UGH WHY DID JONGIN CHEAT!!!! I don't know if I'll be able to get over what JongIn did. I hate those who cheat in general. But I hate those who cheat while their partner is already going through a traumatic experience even more. I just can't forgive him for this one. I seriously loathe those who are selfish enough to cheat UGH. WHYYYYYY!!!????
MandeeGee #2
Chapter 16: I almost flipped stuff until I saw/read the authors note. This story had been amazing and perfect and I am so excited for the final part!
I still can't get over Jongin doing what he did to Kyungsoo. As terrible as it may sound I feel like Jongin was responsible for a lot of unfortunate events in Kyungsoo's life. The younger tended to be a bad influence.
nycbean #3
Chapter 16: Just why…? My heart just broke a little... going to subscribe to Unbroken!!!!
deadrev #4
Chapter 16: Omg another one XDXD Can't wait (even if it's only 1 part =D)

Take that Jongin!! Your vocals , she can't do for your vocals can she >:D
Probably pissed Soo off more than anything though =/

P.s. Author-nim, why's 84hrs a week =P
bowties
#5
Chapter 16: omfg Kai is such a jerk I hate him 4lyfe in this story ok
Lewhan
#6
Chapter 15: Smfh. See this is why Kyungsoo didn't trust him with the b1tch in the first place. Jongin u fuxking idiot. I hope Kyungsoo moves on tbh ( kaisoo is my ultimate otp too omfg)
milyqumily #7
Chapter 15: Stupid jongin..
Ok kyung i agree if you going out with wookie..
Damn the drama.. I hope jongin regret what he did and begging to kyung to come back again..
And dont forget about jongdae too..
I hope jongdae still like kyungie.. LOL..
kkabfrost #8
Chapter 15: you wanted it, I hate you author-nim.

lmao joke. but really. ugh. this is unexpected. ha.

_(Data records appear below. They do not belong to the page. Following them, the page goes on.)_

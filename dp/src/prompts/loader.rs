//! Prompt Loader
//!
//! Loads prompt templates from the override directory or falls back to
//! embedded defaults.

use std::path::{Path, PathBuf};

use chrono::{Datelike, NaiveDate, Weekday};
use eyre::{Result, eyre};
use handlebars::Handlebars;
use serde::Serialize;
use tracing::{debug, info};

use super::embedded;
use crate::calendar::{CalendarEvent, format_events_for_prompt};

/// Values available to the plan template
#[derive(Debug, Clone, Serialize)]
pub struct PromptContext {
    /// Task board text, verbatim
    pub kanban: String,
    /// Formatted calendar events, or a note that there are none
    pub events: String,
    pub has_events: bool,
    /// `2024-06-12`
    pub date: String,
    /// `Wednesday`
    pub weekday: String,
    pub is_sunday: bool,
}

impl PromptContext {
    pub fn new(kanban: impl Into<String>, events: &[CalendarEvent], target_date: NaiveDate) -> Self {
        debug!(event_count = events.len(), %target_date, "PromptContext::new: called");
        Self {
            kanban: kanban.into(),
            events: format_events_for_prompt(events),
            has_events: !events.is_empty(),
            date: target_date.format("%Y-%m-%d").to_string(),
            weekday: target_date.format("%A").to_string(),
            is_sunday: target_date.weekday() == Weekday::Sun,
        }
    }
}

/// Loads and renders prompt templates
pub struct PromptLoader {
    /// Handlebars template engine
    hbs: Handlebars<'static>,
    /// User override directory (e.g., `.dayplanner/prompts/`)
    user_dir: Option<PathBuf>,
}

impl PromptLoader {
    /// Create a loader that prefers `<prompt_dir>/{name}.pmt` when present
    pub fn new(prompt_dir: impl AsRef<Path>) -> Self {
        let prompt_dir = prompt_dir.as_ref();
        let exists = prompt_dir.is_dir();
        debug!(?prompt_dir, %exists, "PromptLoader::new: called");

        Self {
            hbs: Self::engine(),
            user_dir: exists.then(|| prompt_dir.to_path_buf()),
        }
    }

    /// Create a loader that only uses embedded prompts (for testing)
    pub fn embedded_only() -> Self {
        debug!("PromptLoader::embedded_only: called");
        Self {
            hbs: Self::engine(),
            user_dir: None,
        }
    }

    /// Markdown goes into the prompt as-is, not HTML-escaped
    fn engine() -> Handlebars<'static> {
        let mut hbs = Handlebars::new();
        hbs.register_escape_fn(handlebars::no_escape);
        hbs
    }

    /// Load a template by name
    ///
    /// Checks in order:
    /// 1. User override: `<prompt-dir>/{name}.pmt`
    /// 2. Embedded fallback
    fn load_template(&self, name: &str) -> Result<String> {
        debug!(%name, "PromptLoader::load_template: called");
        if let Some(user_dir) = &self.user_dir {
            let path = user_dir.join(format!("{}.pmt", name));
            if path.exists() {
                info!("Using prompt override {}", path.display());
                return std::fs::read_to_string(&path)
                    .map_err(|e| eyre!("Failed to read user prompt {}: {}", path.display(), e));
            }
            debug!(?path, "PromptLoader::load_template: not found in user override");
        }

        embedded::get_embedded(name)
            .map(str::to_string)
            .ok_or_else(|| eyre!("Prompt template not found: {}", name))
    }

    /// Render a template with the given context
    pub fn render(&self, template_name: &str, context: &PromptContext) -> Result<String> {
        debug!(%template_name, date = %context.date, "PromptLoader::render: called");
        let template = self.load_template(template_name)?;
        self.hbs
            .render_template(&template, context)
            .map_err(|e| eyre!("Failed to render template {}: {}", template_name, e))
    }

    /// The rendered day plan request
    pub fn plan_prompt(&self, context: &PromptContext) -> Result<String> {
        self.render("plan", context)
    }

    /// The system prompt, not templated
    pub fn system_prompt(&self) -> Result<String> {
        Ok(self.load_template("system")?.trim().to_string())
    }
}

#[cfg(test)]
mod tests {
    use super::*;
    use chrono::TimeZone;
    use tempfile::TempDir;

    fn wednesday() -> NaiveDate {
        NaiveDate::from_ymd_opt(2024, 6, 12).unwrap()
    }

    fn standup() -> CalendarEvent {
        let tz = chrono_tz::America::Los_Angeles;
        CalendarEvent::new(
            "Standup",
            tz.with_ymd_and_hms(2024, 6, 12, 9, 0, 0).unwrap(),
            tz.with_ymd_and_hms(2024, 6, 12, 9, 15, 0).unwrap(),
            false,
        )
    }

    #[test]
    fn test_prompt_context() {
        let ctx = PromptContext::new("## High\n- Ship it", &[standup()], wednesday());
        assert_eq!(ctx.date, "2024-06-12");
        assert_eq!(ctx.weekday, "Wednesday");
        assert!(ctx.has_events);
        assert!(!ctx.is_sunday);
        assert_eq!(ctx.events, "- 9:00am-9:15am: Standup");

        let sunday = PromptContext::new("", &[], NaiveDate::from_ymd_opt(2024, 6, 16).unwrap());
        assert!(sunday.is_sunday);
        assert!(!sunday.has_events);
    }

    #[test]
    fn test_plan_prompt_embeds_inputs() {
        let loader = PromptLoader::embedded_only();
        let ctx = PromptContext::new("## High\n- Fix <parser> & tests", &[standup()], wednesday());

        let prompt = loader.plan_prompt(&ctx).unwrap();

        assert!(prompt.contains("Wednesday, 2024-06-12"));
        // not HTML-escaped
        assert!(prompt.contains("- Fix <parser> & tests"));
        assert!(prompt.contains("- 9:00am-9:15am: Standup"));
        assert!(prompt.contains("### Focus Block:"));
        assert!(!prompt.contains("keep 1-4pm for Playspace"));
    }

    #[test]
    fn test_plan_prompt_without_events() {
        let loader = PromptLoader::embedded_only();
        let ctx = PromptContext::new("board", &[], NaiveDate::from_ymd_opt(2024, 6, 16).unwrap());

        let prompt = loader.plan_prompt(&ctx).unwrap();

        assert!(prompt.contains("No calendar events scheduled."));
        assert!(prompt.contains("keep 1-4pm for Playspace"));
    }

    #[test]
    fn test_user_override_wins() {
        let dir = TempDir::new().unwrap();
        std::fs::write(dir.path().join("plan.pmt"), "Plan {{weekday}} from {{kanban}}").unwrap();

        let loader = PromptLoader::new(dir.path());
        let ctx = PromptContext::new("board", &[], wednesday());

        assert_eq!(loader.plan_prompt(&ctx).unwrap(), "Plan Wednesday from board");
        // system.pmt not overridden, embedded one used
        assert!(loader.system_prompt().unwrap().contains("daily schedules"));
    }

    #[test]
    fn test_missing_override_dir_uses_embedded() {
        let loader = PromptLoader::new("/nonexistent/prompts");
        assert!(loader.user_dir.is_none());
        assert!(loader.system_prompt().is_ok());
    }

    #[test]
    fn test_unknown_template() {
        let loader = PromptLoader::embedded_only();
        assert!(loader.load_template("nonexistent-template").is_err());
    }
}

here @ the library, sneaking in the computer, reading story updates and this is what I get. whyyyyyyy~

oh well, I'll be anticipating for the next chapter haha!
Pandalocket
#9
Chapter 15: I..... I don't even know what to feel... Jongin why ;_; how could you...
SuperNamu
#10
Chapter 15: I'm so disappointed in Jongin.